What follows is Sterelny's hunch on how agents get that extra information, and thus how
Gallese's model acquires its second sophisticated tier. Furthermore, all of these arguments
undercut the position for the rich conceptual nativism of folk psychology.
Before Sterelny's account can be presented, a brief precis of the evolutionary psychology
position with respect to high order cognitive modules is required.
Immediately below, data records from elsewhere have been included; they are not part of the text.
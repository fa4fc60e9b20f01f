use std::path::PathBuf;

use thiserror::Error;

#[derive(Debug, Error)]
pub enum OutputError {
    #[error("cannot derive an output name from {path}")]
    InvalidInputName { path: PathBuf },

    #[error("failed to create output file in {dir}")]
    FileCreate {
        dir: PathBuf,
        #[source]
        source: std::io::Error,
    },

    #[error("failed to write CSV {path}")]
    CsvWrite {
        path: PathBuf,
        #[source]
        source: csv::Error,
    },

    #[error("failed to save output file {path}")]
    Persist {
        path: PathBuf,
        #[source]
        source: std::io::Error,
    },
}

pub type Result<T> = std::result::Result<T, OutputError>;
This position depends on three main arguments; two logical, and one 'just so' story. The
logical arguments are those of ‘poverty of the stimulus’ and the 'frame problem'. The
‘poverty of the stimulus’ argument was appropriated from Chomsky’s defence of his
innateness hypothesis. The argument runs: cognitive competence Z involves a multiplicity of
highly complex rules and parameters. A general-purpose learning mechanism could only
acquire Z after extensive tuition, and it would be slow. Since Z is acquired quickly and with
minimal tuition, a large amount of this cognitive structure must be endogenous. The second
logical argument, the ‘frame problem’, can be summarised like this. If the mind were an
homogenous domain-general learning mechanism, every cognitive ‘act’ would be
accompanied by a ‘combinatorial explosion’ as the possible inputs would be enormous, with
the result that cognition could not function. Since cognition does work, the possible inputs
accompanying a cognitive ‘act’ must be limited. Limitation of inputs means domain-specific
modules, not a single domain-general one. The third ‘just so’ story is a speculation on the
selection pressures that were extant in a hypothetical ancestral environment. Cosmides and
Tooby imagine a Pleistocene hunter-gatherer society and the kind of cognitive skills that they
might have needed, which would then have been modularized by the Baldwin effect. These
include: 'face recognition, friendship, child care, theory of mind, social-exchange, folk
biology, folk physics' etc25. Support for a theory of mind module generally follows the rough
contours of the above, though sometimes with the addition of developmental and dissociative
arguments from psychology as well.26
Though they will not be examined here, Sterelny devotes a fair amount of time to showing the
weaknesses in these last two arguments. However, the brunt of his thesis is addressed to the
classic Chomskyan arguments for innate structure, 'poverty of the stimulus' and the 'frame
problem'.
Sterelny's argument for the scaffolding of folk psychology on a carefully constructed learning
environment is essentially one of 'wealth of the stimulus'. While something like embodied
simulation could form the primary mechanism for intentional understanding, the cognitively
elaborate and context-sensitive second tier 'mechanism' is learnt in an environment of high-fi
signal. The term Sterelny uses for this careful structuring of the learning environment is
‘downstream epistemic engineering’: the fact that the way the Nth generation structures its
environment affects the way the N+ 1 th generation interprets and perceives it, and so on to
the N+ Nth generation. Put another way, ‘We engineer the informational environment of our
downstream generation, thus making for more accurate and reliable acquisition of key
25
S. Mithen, The Prehistory of the Mind, (T&H, 1996), p 45
26
There is evidence that mindreading skills go through a maturation process much like language; and also that
mindreading skills dissociate from other high cognitive skills.
5
6. capacities’27. Furthermore, the character of these learning environments for interpretive skills
is determined by selection pressures28:
Selection for interpretive skills could lead to a different evolutionary trajectory:
selection on parents (and via group selection, on the band as a whole) for actions
which scaffold the development of interpretive capacities. Selection rebuilds
the epistemic environment to scaffold the development of those capacities.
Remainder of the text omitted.